The Frost laboratory studies fundamental processes in cell biology that drive neurodegeneration. We employ a multi-system approach to rapidly identify, test, and validate hypotheses that are relevant to human disease. Early discovery takes place in Drosophila, a model organism that is well suited for investigating issues of causality in disease processes. To determine if our studies are relevant to human disease, we complement Drosophila work with comparative analyses in postmortem human brain.
A major focus of the laboratory is on tauopathy. Tauopathies, including Alzheimer’s disease, are pathologically characterized by the deposition of neurofibrillary tangles composed of tau protein in the brains of affected individuals. Motivated by our previous identification of widespread relaxation of heterochromatic DNA as a novel disease mechanism in tauopathies, we are currently pursuing the following areas of study:
Role of the lamin nucleoskeleton in tauopathies
The filamentous meshwork formed by the lamin nucleoskeleton provides a scaffold for the anchoring of highly condensed heterochromatic DNA to the inner nuclear envelope, thereby maintaining the three-dimensional architecture of the genome. Insight into the importance of lamins to cellular viability can be gleaned from the laminopathies, severe disorders caused by mutations in genes encoding lamins. Clinical features of laminopathies include accelerated aging or “progeroid” syndromes, alongside cellular abnormalities such as misshapen nuclei and loss of heterochromatin organization. Our current studies suggest that lamin misregulation though aberrant cytoskeletal-nucleoskeletal coupling drives heterochromatin relaxation in tauopathies. This work identifies the lamin nucleoskeleton as a molecular link between aging, the single most important risk factor for developing common neurodegenerative diseases, and basic mechanisms of cellular senescence.
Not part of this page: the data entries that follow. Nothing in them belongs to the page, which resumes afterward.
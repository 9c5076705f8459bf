use chrono::NaiveDate;
use regex::Regex;
use serde::{Deserialize, Serialize};
use serde_json::{Map, Value};
use tracing::warn;

/// Field categories and their intrinsic value checks. Adding a kind means
/// adding one variant and one arm in `intrinsic_violation`.
#[derive(Debug, Clone, PartialEq, Serialize, Deserialize)]
#[serde(tag = "kind", rename_all = "snake_case")]
pub enum FieldKind {
    Text,
    TextArea,
    Number,
    Email,
    Phone,
    Date,
    Select { options: Vec<String> },
    Checkbox,
    Signature,
}

impl FieldKind {
    pub fn label(&self) -> &'static str {
        match self {
            Self::Text => "text",
            Self::TextArea => "textarea",
            Self::Number => "number",
            Self::Email => "email",
            Self::Phone => "phone",
            Self::Date => "date",
            Self::Select { .. } => "select",
            Self::Checkbox => "checkbox",
            Self::Signature => "signature",
        }
    }

    fn intrinsic_violation(&self, field: &str, value: &Value) -> Option<Violation> {
        match self {
            Self::Text | Self::TextArea | Self::Signature => value
                .as_str()
                .is_none()
                .then(|| Violation::new(field, "type", "expected a string value")),
            Self::Number => value
                .as_f64()
                .is_none()
                .then(|| Violation::new(field, "type", "expected a numeric value")),
            Self::Checkbox => value
                .as_bool()
                .is_none()
                .then(|| Violation::new(field, "type", "expected a boolean value")),
            Self::Email => match value.as_str() {
                Some(raw) if email_shaped(raw) => None,
                Some(_) => Some(Violation::new(field, "email", "not a valid email address")),
                None => Some(Violation::new(field, "type", "expected a string value")),
            },
            Self::Phone => match value.as_str() {
                Some(raw) if phone_shaped(raw) => None,
                Some(_) => Some(Violation::new(field, "phone", "not a valid phone number")),
                None => Some(Violation::new(field, "type", "expected a string value")),
            },
            Self::Date => match value.as_str() {
                Some(raw) if NaiveDate::parse_from_str(raw, "%Y-%m-%d").is_ok() => None,
                Some(_) => Some(Violation::new(field, "date", "expected an ISO date (YYYY-MM-DD)")),
                None => Some(Violation::new(field, "type", "expected a string value")),
            },
            Self::Select { options } => match value.as_str() {
                Some(raw) if options.iter().any(|option| option == raw) => None,
                Some(raw) => Some(Violation::new(
                    field,
                    "option",
                    format!("'{raw}' is not one of the allowed options"),
                )),
                None => Some(Violation::new(field, "type", "expected a string value")),
            },
        }
    }
}

fn email_shaped(raw: &str) -> bool {
    let mut parts = raw.split('@');
    match (parts.next(), parts.next(), parts.next()) {
        (Some(local), Some(domain), None) => {
            !local.is_empty() && domain.contains('.') && !domain.starts_with('.')
        }
        _ => false,
    }
}

fn phone_shaped(raw: &str) -> bool {
    let digits = raw.strip_prefix('+').unwrap_or(raw);
    (7..=15).contains(&digits.len()) && digits.bytes().all(|b| b.is_ascii_digit())
}

/// Declared constraints beyond the field kind.
#[derive(Debug, Clone, Default, PartialEq, Serialize, Deserialize)]
pub struct ValidationRules {
    #[serde(skip_serializing_if = "Option::is_none")]
    pub min_length: Option<usize>,
    #[serde(skip_serializing_if = "Option::is_none")]
    pub max_length: Option<usize>,
    #[serde(skip_serializing_if = "Option::is_none")]
    pub min: Option<f64>,
    #[serde(skip_serializing_if = "Option::is_none")]
    pub max: Option<f64>,
    #[serde(skip_serializing_if = "Option::is_none")]
    pub pattern: Option<String>,
}

/// Server-side derivation recipe for a computed field: `{code}` placeholders
/// substituted with current source-field values.
#[derive(Debug, Clone, PartialEq, Serialize, Deserialize)]
pub struct ComputedField {
    pub template: String,
    pub source_fields: Vec<String>,
}

#[derive(Debug, Clone, Serialize, Deserialize)]
pub struct FormField {
    pub code: String,
    pub label: String,
    pub kind: FieldKind,
    #[serde(default)]
    pub required: bool,
    #[serde(default)]
    pub rules: ValidationRules,
    #[serde(skip_serializing_if = "Option::is_none")]
    pub computed: Option<ComputedField>,
}

impl FormField {
    pub fn is_computed(&self) -> bool {
        self.computed.is_some()
    }

    /// All violations for a submitted value, not just the first.
    pub fn violations(&self, value: Option<&Value>) -> Vec<Violation> {
        let mut violations = Vec::new();

        let present = value.map_or(false, |v| !value_is_empty(v));
        if self.required && !present {
            violations.push(Violation::new(
                &self.code,
                "required",
                format!("{} is required", self.label),
            ));
        }

        let Some(value) = value.filter(|v| !value_is_empty(v)) else {
            return violations;
        };

        if let Some(violation) = self.kind.intrinsic_violation(&self.code, value) {
            violations.push(violation);
        }

        if let Some(text) = value.as_str() {
            let length = text.chars().count();
            if let Some(min) = self.rules.min_length {
                if length < min {
                    violations.push(Violation::new(
                        &self.code,
                        "minLength",
                        format!("must be at least {min} characters"),
                    ));
                }
            }
            if let Some(max) = self.rules.max_length {
                if length > max {
                    violations.push(Violation::new(
                        &self.code,
                        "maxLength",
                        format!("must be at most {max} characters"),
                    ));
                }
            }
            if let Some(pattern) = &self.rules.pattern {
                match Regex::new(pattern) {
                    Ok(regex) => {
                        if !regex.is_match(text) {
                            violations.push(Violation::new(
                                &self.code,
                                "pattern",
                                format!("{} does not match the expected format", self.label),
                            ));
                        }
                    }
                    Err(err) => {
                        warn!(field = %self.code, %err, "skipping unparseable pattern rule");
                    }
                }
            }
        }

        if let Some(number) = value.as_f64() {
            if let Some(min) = self.rules.min {
                if number < min {
                    violations.push(Violation::new(
                        &self.code,
                        "min",
                        format!("must be at least {min}"),
                    ));
                }
            }
            if let Some(max) = self.rules.max {
                if number > max {
                    violations.push(Violation::new(
                        &self.code,
                        "max",
                        format!("must be at most {max}"),
                    ));
                }
            }
        }

        violations
    }
}

fn value_is_empty(value: &Value) -> bool {
    match value {
        Value::Null => true,
        Value::String(text) => text.trim().is_empty(),
        _ => false,
    }
}

/// One field-level rule failure; submissions report every failure at once.
#[derive(Debug, Clone, PartialEq, Serialize, Deserialize)]
pub struct Violation {
    pub field: String,
    pub rule: String,
    pub message: String,
}

impl Violation {
    fn new(field: &str, rule: &str, message: impl Into<String>) -> Self {
        Self {
            field: field.to_string(),
            rule: rule.to_string(),
            message: message.into(),
        }
    }
}

/// Renderable form definition bound to a data namespace on the instance.
#[derive(Debug, Clone, Serialize, Deserialize)]
pub struct FormSchema {
    pub code: String,
    pub form_number: u32,
    pub title: String,
    pub version: u32,
    pub namespace: String,
    pub fields: Vec<FormField>,
}

impl FormSchema {
    pub fn field(&self, code: &str) -> Option<&FormField> {
        self.fields.iter().find(|field| field.code == code)
    }

    /// Validate a full submission, collecting violations across every field.
    pub fn validate(&self, data: &Map<String, Value>) -> Vec<Violation> {
        self.fields
            .iter()
            .filter(|field| !field.is_computed())
            .flat_map(|field| field.violations(data.get(&field.code)))
            .collect()
    }
}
Involvement of noncoding RNAs in tauopathies
Chromosomal regions in close proximity to telomeres and centromeres are packaged into tightly wound DNA termed “constitutive heterochromatin,” which is rich in transposable element sequences. PIWI-interacting RNAs (piRNAs) are a highly abundant class of small noncoding RNAs that silence transposable element expression. While piRNAs have been implicated in establishing long-term memory, the role of piRNAs in the brain remains largely unexplored. We are currently interested in piRNA and transposable element misregulation as a consequence of heterochromatin relaxation in tauopathies.
- Frost B, Bardai FH, Feany MB (2015) Lamin Dysfunction Mediates Neurodegeneration in Taupathies. Current Biology, In Press
- Frost B, Gotz J, Feany M (2015) Connecting the dots between tau dysfunction and neurodegeneration. Trends in Cell Biology, 25(1):46-53. PMCID: PMC4275400.
- Merlo P, Frost B, Peng S, Yang Y, Park P, Feany M (2014) p53 prevents neurodegeneration by regulating synaptic genes. PNAS, 111(50):18055-60. PMCID: PMC4273405.
- Frost B, Hemberg M, Lewis J, Feany M (2014) Tau promotes neurodegeneration through global chromatin relaxation. Nature Neuroscience, 17(3):357-66. PMCID: PMC4012297. (See also accompanying News and Views in same issue.)
- Frost B, Diamond MI (2010) Prion-like mechanisms in neurodegenerative diseases. Nature Reviews Neuroscience, 11(3)155-9. PMCID: PMC3648341.
- Frost B, Diamond MI (2009) The expanding realm of prion phenomena in neurodegenerative disease. Prion, 3(2)74-7. PMCID: PMC2712602.
- Frost B, Jacks RL, Diamond MI (2009) Propagation of tau misfolding from the outside to the inside of a cell. J Biol Chem., 284(19):12845-52. PMCID: PMC2676015.
- Frost B, Ollesch J, Wille H, Diamond MI (2009) Conformational diversity of wild-type Tau fibrils specified by templated conformation change. J Biol Chem., 284(6):3546-51. PMCID: PMC2635036.